▸ **Prompt**
If a line in the records below contains the word "derive", copy it.
───── Records to process
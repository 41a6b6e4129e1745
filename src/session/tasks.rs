//! Background tasks of one turn
//!
//! Every turn gets a stdin writer, a stdout reader, a stderr reader and an
//! exit watcher. The tasks only hold a `Weak` reference to the session, so
//! dropping the session is never delayed by a turn that is still winding
//! down.

use std::sync::{Arc, Weak};
use std::time::Duration;

use tokio::io::AsyncWriteExt;
use tokio::process::{ChildStderr, ChildStdin, ChildStdout};
use tokio::sync::mpsc;
use tokio_util::sync::CancellationToken;

use crate::error::ClaudeError;
use crate::transport::subprocess::config::STDOUT_DRAIN_TIMEOUT;
use crate::transport::subprocess::{
    ExitCallback, LineEvent, LineReader, ProcessControl, TurnProcess,
};

use super::SessionInner;
use super::turn::TurnId;

enum InputCommand {
    Line(String),
    Close,
}

/// Owned handles of a running turn process
pub(super) struct TurnHandle {
    pub(super) turn: TurnId,
    input: mpsc::UnboundedSender<InputCommand>,
    readers: CancellationToken,
    process: ProcessControl,
}

impl TurnHandle {
    /// Wire up all tasks for a freshly spawned process
    pub(super) fn launch(inner: &Arc<SessionInner>, turn: TurnId, process: TurnProcess) -> Self {
        let TurnProcess {
            child,
            pid,
            stdin,
            stdout,
            stderr,
        } = process;

        let key = inner.key;
        let max_line = inner.options.max_line_bytes;
        let readers = CancellationToken::new();
        let drained = CancellationToken::new();
        let exited = CancellationToken::new();
        let (input_tx, input_rx) = mpsc::unbounded_channel();

        tokio::spawn(write_stdin(stdin, input_rx, key, turn));
        tokio::spawn(read_stdout(
            Arc::downgrade(inner),
            turn,
            stdout,
            max_line,
            readers.clone(),
            drained.clone(),
            exited.clone(),
        ));
        tokio::spawn(read_stderr(
            Arc::downgrade(inner),
            turn,
            stderr,
            max_line,
            readers.clone(),
        ));

        let weak = Arc::downgrade(inner);
        let on_exit: ExitCallback = Box::new(move |code| {
            if let Some(inner) = weak.upgrade() {
                inner.on_process_exit(turn, code);
            }
            exited.cancel();
        });
        let process = ProcessControl::supervise(child, drained, on_exit);

        log::debug!("[{key}] Turn {turn} running as pid {pid:?}");

        Self {
            turn,
            input: input_tx,
            readers,
            process,
        }
    }

    /// Queue a line for the process's stdin
    pub(super) fn write(&self, line: String) {
        if self.input.send(InputCommand::Line(line)).is_err() {
            log::warn!("Turn {} stdin already closed, dropping write", self.turn);
        }
    }

    /// Close stdin once every queued line is written
    pub(super) fn close_input(&self) {
        let _ = self.input.send(InputCommand::Close);
    }

    /// Stop reading and kill the process without waiting
    pub(super) fn abort(&self) {
        self.readers.cancel();
        self.close_input();
        self.process.request_kill();
    }

    /// Stop reading, close stdin, and wait for the process to be gone
    pub(super) async fn shutdown(self, grace: Duration) -> Option<i32> {
        // Readers first so a closing pipe is not mistaken for a failure
        self.readers.cancel();
        self.close_input();
        self.process.shutdown(grace).await
    }
}

async fn write_stdin(
    mut stdin: ChildStdin,
    mut input: mpsc::UnboundedReceiver<InputCommand>,
    key: uuid::Uuid,
    turn: TurnId,
) {
    while let Some(command) = input.recv().await {
        match command {
            InputCommand::Line(line) => {
                let result = async {
                    stdin.write_all(line.as_bytes()).await?;
                    stdin.flush().await
                }
                .await;
                if let Err(e) = result {
                    log::warn!("[{key}] Writing to turn {turn} stdin failed: {e}");
                    break;
                }
            }
            InputCommand::Close => break,
        }
    }

    if let Err(e) = stdin.shutdown().await {
        log::debug!("[{key}] Closing turn {turn} stdin: {e}");
    }
    log::debug!("[{key}] Turn {turn} stdin closed");
}

async fn read_stdout(
    session: Weak<SessionInner>,
    turn: TurnId,
    stdout: ChildStdout,
    max_line: usize,
    cancel: CancellationToken,
    drained: CancellationToken,
    exited: CancellationToken,
) {
    let mut reader = LineReader::new(stdout, max_line);

    let read_error = loop {
        let next = tokio::select! {
            biased;
            () = cancel.cancelled() => {
                drained.cancel();
                return;
            }
            next = reader.next_line() => next,
        };

        let Some(inner) = session.upgrade() else {
            drained.cancel();
            return;
        };

        match next {
            Ok(Some(LineEvent::Line(line))) => inner.on_stdout_line(turn, &line),
            Ok(Some(LineEvent::Oversized { bytes })) => inner.on_parse_failure(
                turn,
                &ClaudeError::message_parse(
                    format!("Dropped a {bytes} byte line (limit {max_line})"),
                    None,
                ),
            ),
            Ok(None) => break None,
            Err(e) => break Some(e),
        }
    };

    drained.cancel();

    // On a clean EOF give the exit watcher the first word: its exit code is
    // the more useful cause
    if read_error.is_none() {
        tokio::select! {
            () = cancel.cancelled() => return,
            () = exited.cancelled() => {}
            () = tokio::time::sleep(STDOUT_DRAIN_TIMEOUT) => {}
        }
    }

    if let Some(inner) = session.upgrade() {
        inner.on_stdout_closed(turn, read_error);
    }
}

async fn read_stderr(
    session: Weak<SessionInner>,
    turn: TurnId,
    stderr: ChildStderr,
    max_line: usize,
    cancel: CancellationToken,
) {
    let mut reader = LineReader::new(stderr, max_line);

    loop {
        let next = tokio::select! {
            biased;
            () = cancel.cancelled() => return,
            next = reader.next_line() => next,
        };

        match next {
            Ok(Some(LineEvent::Line(line))) => {
                if line.trim().is_empty() {
                    continue;
                }
                let Some(inner) = session.upgrade() else {
                    return;
                };
                inner.on_stderr_line(turn, line);
            }
            Ok(Some(LineEvent::Oversized { bytes })) => {
                log::debug!("Turn {turn} stderr: dropped a {bytes} byte line");
            }
            Ok(None) => return,
            Err(e) => {
                log::debug!("Turn {turn} stderr read failed: {e}");
                return;
            }
        }
    }
}
use std::io::{stderr, stdin, stdout, Write};
use std::process::exit;

use structopt::StructOpt;
use termion::raw::IntoRawMode;
use tracing::{debug, error};
use tracing_subscriber::{layer::SubscriberExt, util::SubscriberInitExt, EnvFilter};

mod coordinate;
mod display;
mod error;
mod instruction;
mod segment;
mod wire;

use display::{Terminal, TileLog};
use error::{Error, Result};
use wire::{closest_distance, fewest_steps, Wire};

#[derive(Debug, StructOpt)]
#[structopt(name = "crossed_wires")]
struct Opts {
    /// Activate debug mode
    #[structopt(short, long)]
    debug: bool,

    /// Draw the wires after solving
    #[structopt(long)]
    draw: bool,
}

fn init_logger(debug: bool) {
    let default = if debug {
        "crossed_wires=debug"
    } else {
        "crossed_wires=warn"
    };
    let filter = EnvFilter::try_from_default_env().unwrap_or_else(|_| EnvFilter::new(default));

    tracing_subscriber::registry()
        .with(filter)
        .with(
            tracing_subscriber::fmt::layer()
                .with_writer(std::io::stderr)
                .with_target(false)
                .compact(),
        )
        .init();
}

fn run(opts: &Opts) -> Result<()> {
    let input = stdin();
    let first = Wire::read(input.lock(), 1)?;
    let second = Wire::read(input.lock(), 2)?;

    let intersections = first.intersections(&second)?;

    println!("part 1: {}", closest_distance(&intersections)?);
    println!("part 2: {}", fewest_steps(&intersections)?);

    if opts.draw {
        if opts.debug {
            display::draw(&first, &second, &mut TileLog {}, [u16::MAX, u16::MAX])?;
        } else {
            let (width, height) = termion::terminal_size()?;
            let mut screen = Terminal::new(stdout().into_raw_mode()?);
            display::draw(&first, &second, &mut screen, [width, height])?;
            drop(screen);
            println!();
        }
    }

    Ok(())
}

fn main() {
    let opts = Opts::from_args();
    init_logger(opts.debug);
    debug!(?opts, "starting");

    if let Err(err) = run(&opts) {
        error!("{}", err);
        let _ = report(&err, &mut stderr());
        exit(1);
    }
}

fn report(err: &Error, output: &mut impl Write) -> std::io::Result<()> {
    writeln!(output, "Error: {}", err)
}
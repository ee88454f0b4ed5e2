use std::fmt;

#[derive(Clone, Copy, Debug, PartialEq, Eq, Hash)]
pub struct Coordinate {
    pub x: i64,
    pub y: i64,
}

impl fmt::Display for Coordinate {
    fn fmt(&self, f: &mut fmt::Formatter) -> fmt::Result {
        write!(f, "({},{})", self.x, self.y)
    }
}

impl Coordinate {
    pub fn new(x: i64, y: i64) -> Self {
        Coordinate { x, y }
    }

    pub fn origin() -> Self {
        Coordinate::new(0, 0)
    }

    pub fn manhattan_distance(self) -> u64 {
        self.x.abs() as u64 + self.y.abs() as u64
    }
}
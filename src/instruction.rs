use std::convert::TryFrom;
use std::str::FromStr;

use crate::coordinate::Coordinate;
use crate::error::Error;

#[derive(Clone, Copy, Debug, PartialEq, Eq)]
pub enum Direction {
    Up,
    Down,
    Left,
    Right,
}

impl TryFrom<char> for Direction {
    type Error = String;

    fn try_from(c: char) -> Result<Self, Self::Error> {
        use Direction::*;
        match c {
            'U' => Ok(Up),
            'D' => Ok(Down),
            'L' => Ok(Left),
            'R' => Ok(Right),
            _ => Err(format!("invalid direction '{}', must be L, R, U or D", c)),
        }
    }
}

#[derive(Clone, Copy, Debug, PartialEq, Eq)]
pub struct Instruction {
    pub direction: Direction,
    pub distance: u16,
}

impl FromStr for Instruction {
    type Err = Error;

    fn from_str(data: &str) -> Result<Self, Self::Err> {
        let token = data.trim();
        let invalid = |reason: String| Error::Parse {
            token: token.to_string(),
            reason,
        };

        let mut chars = token.chars();
        let direction = chars
            .next()
            .ok_or_else(|| "empty instruction".to_string())
            .and_then(Direction::try_from)
            .map_err(invalid)?;
        let digits = chars.as_str();
        if digits.is_empty() || !digits.bytes().all(|b| b.is_ascii_digit()) {
            return Err(invalid(format!("invalid distance '{}'", digits)));
        }
        let distance = digits
            .parse::<u16>()
            .map_err(|err| invalid(format!("invalid distance: {}", err)))?;

        Ok(Instruction {
            direction,
            distance,
        })
    }
}

impl Instruction {
    pub fn apply_to(self, start: Coordinate) -> Coordinate {
        use Direction::*;
        let distance = i64::from(self.distance);
        match self.direction {
            Up => Coordinate::new(start.x, start.y + distance),
            Down => Coordinate::new(start.x, start.y - distance),
            Left => Coordinate::new(start.x - distance, start.y),
            Right => Coordinate::new(start.x + distance, start.y),
        }
    }
}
──────────
▸ **Solution for this exercise**
#[derive(Debug, StructOpt)]
#[derive(Clone, Copy, Debug, PartialEq, Eq, Hash)]
#[derive(Clone, Copy, Debug, PartialEq, Eq)]
#[derive(Clone, Copy, Debug, PartialEq, Eq)]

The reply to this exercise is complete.